On the eve of granting the Thalia Prize to Richard Schechner in our forthcoming Congress in Yerevan (Armenia) to be held next June, we recall here the critic and essayist Jean-Pierre Sarrazac who received that same Prize in Sofia, two years ago, “for having influenced critical thinking about the art of theatre.” The speech he read in Sofia, as well as the “questionnaire” Randy Gener used to make his views more known to our readers form another section of this issue of Critical Stages. In the photos that are shown here we can see the emblem of the prize specially commissioned from the distinguished Romanian stage and artist-designer Dragos Buhagiar: a cane with a silver top, representing Thalia, the Greek muse of comedy.
My most sincere thanks go to all those who so generously contributed with their writings to this issue, thus sharing with us their knowledge and enthusiasm. And that is also extended to all the members of our Editorial Board who engaged with so many duties and concerns in order to have it all ready to release the issue in due time.
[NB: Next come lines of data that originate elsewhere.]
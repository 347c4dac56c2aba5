use crate::batch::DEFAULT_BATCH_SIZE;
use crate::fingerprint::DEFAULT_FPCALC;
use crate::metadata::OrderBy;
use crate::placement::PlacementOptions;
use anyhow::{ensure, Result};
use std::path::PathBuf;

/// Everything one organize run needs, fixed before the first file is touched
#[derive(Debug, Clone)]
pub struct OrganizeConfig {
    pub input_path: PathBuf,
    pub output_path: PathBuf,
    /// AcoustID application key
    pub api_key: String,
    /// Sent to MusicBrainz in the user agent
    pub contact_email: String,
    pub order_by: OrderBy,
    pub remove_origin: bool,
    pub batch_size: usize,
    /// Worker threads, `None` means one per available core
    pub jobs: Option<usize>,
    pub fpcalc: PathBuf,
    pub dry_run: bool,
}

impl OrganizeConfig {
    pub fn new(
        input_path: impl Into<PathBuf>,
        output_path: impl Into<PathBuf>,
        api_key: impl Into<String>,
        contact_email: impl Into<String>,
    ) -> Self {
        Self {
            input_path: input_path.into(),
            output_path: output_path.into(),
            api_key: api_key.into(),
            contact_email: contact_email.into(),
            order_by: OrderBy::default(),
            remove_origin: false,
            batch_size: DEFAULT_BATCH_SIZE,
            jobs: None,
            fpcalc: PathBuf::from(DEFAULT_FPCALC),
            dry_run: false,
        }
    }

    /// Reject configurations that must not start a run
    pub fn validate(&self) -> Result<()> {
        ensure!(
            !self.api_key.trim().is_empty(),
            "An AcoustID API key is required"
        );
        ensure!(
            !self.contact_email.trim().is_empty(),
            "A contact email for MusicBrainz is required"
        );
        ensure!(
            self.batch_size > 0,
            "Batch size must be a positive integer"
        );
        ensure!(
            self.jobs != Some(0),
            "Worker count must be a positive integer"
        );
        ensure!(
            self.input_path.exists(),
            "Input path '{}' does not exist",
            self.input_path.display()
        );
        ensure!(
            self.input_path.is_dir(),
            "Input path '{}' is not a directory",
            self.input_path.display()
        );
        ensure!(
            !self.output_path.as_os_str().is_empty(),
            "An output path is required"
        );
        Ok(())
    }

    pub fn placement_options(&self) -> PlacementOptions {
        PlacementOptions {
            output_path: self.output_path.clone(),
            order_by: self.order_by,
            remove_origin: self.remove_origin,
            dry_run: self.dry_run,
        }
    }
}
It is, however, an immense joy to see how all those efforts come together in this issue, and how it proves that it is still possible―no matter how different we are in our ideas, sensibilities and ways of writing―to have a collective voice as theatre critics.
A last word of acknowledgement should be said in order to thank Yu-Jin Kim for Editorial Assistance, Myoung-Jae "Andrew" Yim for the Web design, and IATC President Yun-Cheol Kim who called into existence this journal and relied on me for its edition.
I could perhaps resume Eliot’s words of the epigraph quoted above not only to underline the singular metaphor of “lilacs” for the “pieces” that make up this issue (although not “out of the dead land,” rather the opposite living theatre …), but also for the “mixing of memory and desire” that is, to my mind, one of the main sources of our work as theatre critics.